As light passes from water into air the critical angle may be exceeded and total internal reflection may occur - Leaving Cert Physics - Question c - 2019

To find the area of the circular disc of light seen by the diver, we first need to determine the radius of the circle formed at the water's surface.

Using Snell's law: $n = \frac{1}{\sin \theta_c}$ where $n$ is the refractive index of water (1.33). We can find the critical angle ( \theta_c ): $\theta_c = \sin^{-1}\left(\frac{1}{1.33}\right) \approx 48.8^{\circ}$

Next, we calculate the radius ( r ) of the circle at the water's surface using the tangent function: $r = h \tan \theta$ where ( h = 12 ) m (depth of the diver) and ( \theta = 48.8^{\circ} ).

Calculating gives: $\tan(48.8^{\circ}) = \frac{r}{12}$ Thus, $r \approx 12 \tan(48.8^{\circ}) \approx 13.7$ m.

Now, the area ( A ) of the disc can be calculated using the formula: $A = \pi r^2 \approx \pi (13.7)^2 \approx 590$ m^2.

When viewed from outside the pool, the diver appears at a different depth due to the effects of refraction. Light rays emanating from the diver bend as they travel from the water (denser medium) to air (less dense medium). This bending of light makes the diver appear closer to the surface than they actually are.

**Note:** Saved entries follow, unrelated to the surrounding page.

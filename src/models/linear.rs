//! Ordinary least squares with an intercept, solved via the normal equation.
//!
//! ```text
//! θ = (XbᵗXb)⁻¹ Xbᵗy      where Xb = [1 | X]
//! ```
//!
//! Two entry points are provided:
//! - [`fit`] returns a [`TrainedModel`] directly, so an unfitted model can never
//!   be asked to predict.
//! - [`LinearRegression`] is a stateful holder (untrained until `fit` succeeds)
//!   for callers that keep a model slot around; its `predict` reports
//!   `ModelNotFitted` when empty.

use log::{debug, info};
use serde::{Deserialize, Serialize};

use crate::domain::{Matrix, Vector};
use crate::error::{RegressionError, RegressionResult};
use crate::math::matrix::dot;
use crate::math::{invert, multiply, multiply_vector, shape, transpose};

/// Fitted intercept and per-feature coefficients.
#[derive(Debug, Clone, PartialEq, Serialize, Deserialize)]
pub struct TrainedModel {
    pub intercept: f64,
    /// One coefficient per design-matrix column, in column order.
    pub coefficients: Vector,
}

impl TrainedModel {
    pub fn n_features(&self) -> usize {
        self.coefficients.len()
    }

    /// Predict one value per row of `x`.
    pub fn predict(&self, x: &[Vec<f64>]) -> RegressionResult<Vector> {
        let m = self.n_features();
        x.iter()
            .enumerate()
            .map(|(i, row)| {
                if row.len() != m {
                    return Err(RegressionError::dimension(
                        "predict",
                        format!("{m} features per row"),
                        format!("{} in row {i}", row.len()),
                    ));
                }
                Ok(self.intercept + dot(row, &self.coefficients))
            })
            .collect()
    }

    /// Predict a single observation.
    pub fn predict_one(&self, row: &[f64]) -> RegressionResult<f64> {
        if row.len() != self.n_features() {
            return Err(RegressionError::dimension(
                "predict",
                format!("{} features", self.n_features()),
                row.len(),
            ));
        }
        Ok(self.intercept + dot(row, &self.coefficients))
    }
}

/// Fit an OLS model with intercept to an `n × m` design matrix.
///
/// Requires `len(y) == n` and `n >= m + 1`. Collinear features (or too few
/// distinct observations) surface as `SingularMatrix`.
pub fn fit(x: &[Vec<f64>], y: &[f64]) -> RegressionResult<TrainedModel> {
    let (n, m) = shape(x, "fit")?;
    if y.len() != n {
        return Err(RegressionError::dimension(
            "fit",
            format!("{n} targets (one per row)"),
            y.len(),
        ));
    }
    if n < m + 1 {
        return Err(RegressionError::dimension(
            "fit",
            format!("at least {} observations for {m} features plus intercept", m + 1),
            format!("{n} observations"),
        ));
    }
    debug!("fit: n={n} m={m}");

    let xb = with_intercept_column(x);
    let xbt = transpose(&xb)?;
    let xtx = multiply(&xbt, &xb)?;
    let xtx_inv = invert(&xtx)?;
    let xty = multiply_vector(&xbt, y)?;
    let theta = multiply_vector(&xtx_inv, &xty)?;

    let (intercept, coefficients) = match theta.split_first() {
        Some((b0, rest)) => (*b0, rest.to_vec()),
        None => {
            return Err(RegressionError::dimension("fit", m + 1, 0));
        }
    };
    info!("fitted OLS model on {n} observations x {m} features");

    Ok(TrainedModel {
        intercept,
        coefficients,
    })
}

fn with_intercept_column(x: &[Vec<f64>]) -> Matrix {
    x.iter()
        .map(|row| {
            let mut r = Vec::with_capacity(row.len() + 1);
            r.push(1.0);
            r.extend_from_slice(row);
            r
        })
        .collect()
}

/// Stateful model slot: untrained until a successful `fit`.
#[derive(Debug, Clone, Default)]
pub struct LinearRegression {
    fitted: Option<TrainedModel>,
}

impl LinearRegression {
    pub fn new() -> Self {
        Self::default()
    }

    pub fn is_fitted(&self) -> bool {
        self.fitted.is_some()
    }

    /// Fit (or re-fit) the model. On failure the previous parameters are kept.
    pub fn fit(&mut self, x: &[Vec<f64>], y: &[f64]) -> RegressionResult<&TrainedModel> {
        let model = fit(x, y)?;
        let model: &TrainedModel = self.fitted.insert(model);
        Ok(model)
    }

    pub fn predict(&self, x: &[Vec<f64>]) -> RegressionResult<Vector> {
        self.fitted
            .as_ref()
            .ok_or(RegressionError::ModelNotFitted)?
            .predict(x)
    }

    pub fn trained(&self) -> Option<&TrainedModel> {
        self.fitted.as_ref()
    }

    pub fn into_trained(self) -> RegressionResult<TrainedModel> {
        self.fitted.ok_or(RegressionError::ModelNotFitted)
    }
}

• Correct refracted ray: Draw the incident ray coming from the diver hitting the water surface, showing the angle of incidence and then bending away towards the observer.
• Correct position of image: Indicate the position of the diver below the actual depth of 12 m, showing how the observer perceives them closer to the surface.

In constructing the diagram, label all relevant angles, the critical angle, the position of the diver, and the direction of the refracted ray.